28."Araf"

7.9K 368 6
                                    

Delik borulardan damlayan suyun sesi sinir bozucuydu. Yorgun gözlerim kapalı olduğu için etraf zifiri karanlıktı, rutubet kokusu midemi bulandırdı. Tenim, yaprakta savrulan yaprak gibi titriyordu.

"Kan kaybından ölecek." dedi, benim için tamamen uğultudan ibaret bir ses. Agah'a ait olduğu tınısından belliydi. Görünmeyecek kadar aralık gözlerle karşımda oturan babama baktım. Bacak bacak üstüne atmıştı. Elinde tuttuğu bıçağın ucuna işaret parmağını koymuş, damlayan kanıma bakıyordu.

"Boş konuşma, Agah." dedi. "Amacım zaten bu. Onun acı çekerek ölmesini istiyorum."

Kirpiklerim titredi, aralık gözlerim kendiliğinden kapandı. Eklemlerim tüm gece soğukta uyumak zorunda kalmışım gibi ağrıyordu. Kanın metalik tadı midemi bulandırdı, dudaklarımı araladım. Ağzımdan ince bir kan süzüldü. Sonra biri girdi içeri. "Efendim." dedi. Tınısı yakındı ama kim olduğuna emin değildim.

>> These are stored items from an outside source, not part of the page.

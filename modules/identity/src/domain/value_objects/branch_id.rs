// BranchId value object - unique identifier for a tenant's branch

use serde::{Deserialize, Serialize};
use uuid::{NoContext, Timestamp, Uuid};

/// Unique identifier for a Branch (a tenant's physical location).
#[derive(Debug, Clone, Copy, PartialEq, Eq, Hash, Serialize, Deserialize)]
pub struct BranchId(Uuid);

impl BranchId {
    /// Creates a new BranchId with a UUID v7 (time-ordered)
    pub fn new() -> Self {
        Self(Uuid::new_v7(Timestamp::now(NoContext)))
    }

    /// Creates a BranchId from an existing UUID
    pub fn from_uuid(uuid: Uuid) -> Self {
        Self(uuid)
    }

    /// Converts the BranchId into its underlying UUID
    pub fn into_uuid(self) -> Uuid {
        self.0
    }
}

impl Default for BranchId {
    fn default() -> Self {
        Self::new()
    }
}

impl std::fmt::Display for BranchId {
    fn fmt(&self, f: &mut std::fmt::Formatter<'_>) -> std::fmt::Result {
        write!(f, "{}", self.0)
    }
}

Gözlerimi zorla açıp babama baktım. Yanındaki adam sanki benden gizlenmek istiyor gibi uzun bir palto giymişti, yüzünde maske vardı ve başına fötr şapkalardan takmıştı. "Ağça Aksel, işini tamamlayamadığı için özrünü iletti."

"Bir dahakine halletsin o zaman. Bu iki oldu." dedi babam ve o zaman anladım ki, iki seferdir Gece'yi kaçırma girişiminde bulunan kişi aslında Ağça'ydı.

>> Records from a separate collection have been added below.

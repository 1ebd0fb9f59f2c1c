//! TenantHandle - a connection pool bound to a single tenant's datastore.
//!
//! Per the core's redesign hint (spec section 9): no process-global "active
//! tenant". Every repository method this workspace's crates expose takes a
//! `&TenantHandle` (or the bare `TenantId` alongside an executor) explicitly,
//! so a single process can serve many tenants concurrently without any
//! shared mutable "current tenant" state.

use sqlx::PgPool;

use crate::domain::value_objects::TenantId;

#[derive(Debug, Clone)]
pub struct TenantHandle {
    tenant_id: TenantId,
    tenant_key: String,
    pool: PgPool,
}

impl TenantHandle {
    pub fn new(tenant_id: TenantId, tenant_key: String, pool: PgPool) -> Self {
        Self {
            tenant_id,
            tenant_key,
            pool,
        }
    }

    pub fn tenant_id(&self) -> TenantId {
        self.tenant_id
    }

    pub fn tenant_key(&self) -> &str {
        &self.tenant_key
    }

    pub fn pool(&self) -> &PgPool {
        &self.pool
    }
}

Adam başını salladı, göz ucuyla bana baktığında gözlerimiz buluşmadan hızlıca depodan çıktı. Yorgun bakışlarım babama döndü. Cebinden bir mendil çıkardı ve ellerine bulaşan kanımı gözlerime bakarak sildi. Bana eziyet etmek hoşuna gidiyordu.

"Söyle bakalım, sen öldüğünde küllerini nereye savurayım, güzel kızım?" diye sordu.

Cevap vermedim. Sırıtışı daha da arttığında patlayan silah sesi demirlere çarpıp yankılandı. Hepimizin bakışları aynı anda girişe kaydığında karanlıkta iki siluet belirdi.

"Akça!" Yürek parçalayan sesin Uğur'a ait olduğunu anlayınca gelmemesi için yalvarmak istedim ama sesim çıkmıyordu. Sanki biri ses tellerimi sıkıyor gibiydi. Ağzımda biriken kan tekrardan dudaklarımdan süzüldü.

Uğur, korkusunu bir köşeye bırakmıştı sanki. Dizleri üzerine yere savruldu. Yüzünde ürkek bir kedinin ifadesi vardı ama bakışı alnına doğrultulan silahta değil, bendeydi. Gözleri dolu doluydu, yine de güçlü davrandı. Çenesini sıkıp duygularının öne çıkmasını engelledi.

Ona gitmek için çırpınmaya çalıştım, bedenim hareket etmedi. İşte şimdi gerçekten yaşayan bir ölü olmuştum.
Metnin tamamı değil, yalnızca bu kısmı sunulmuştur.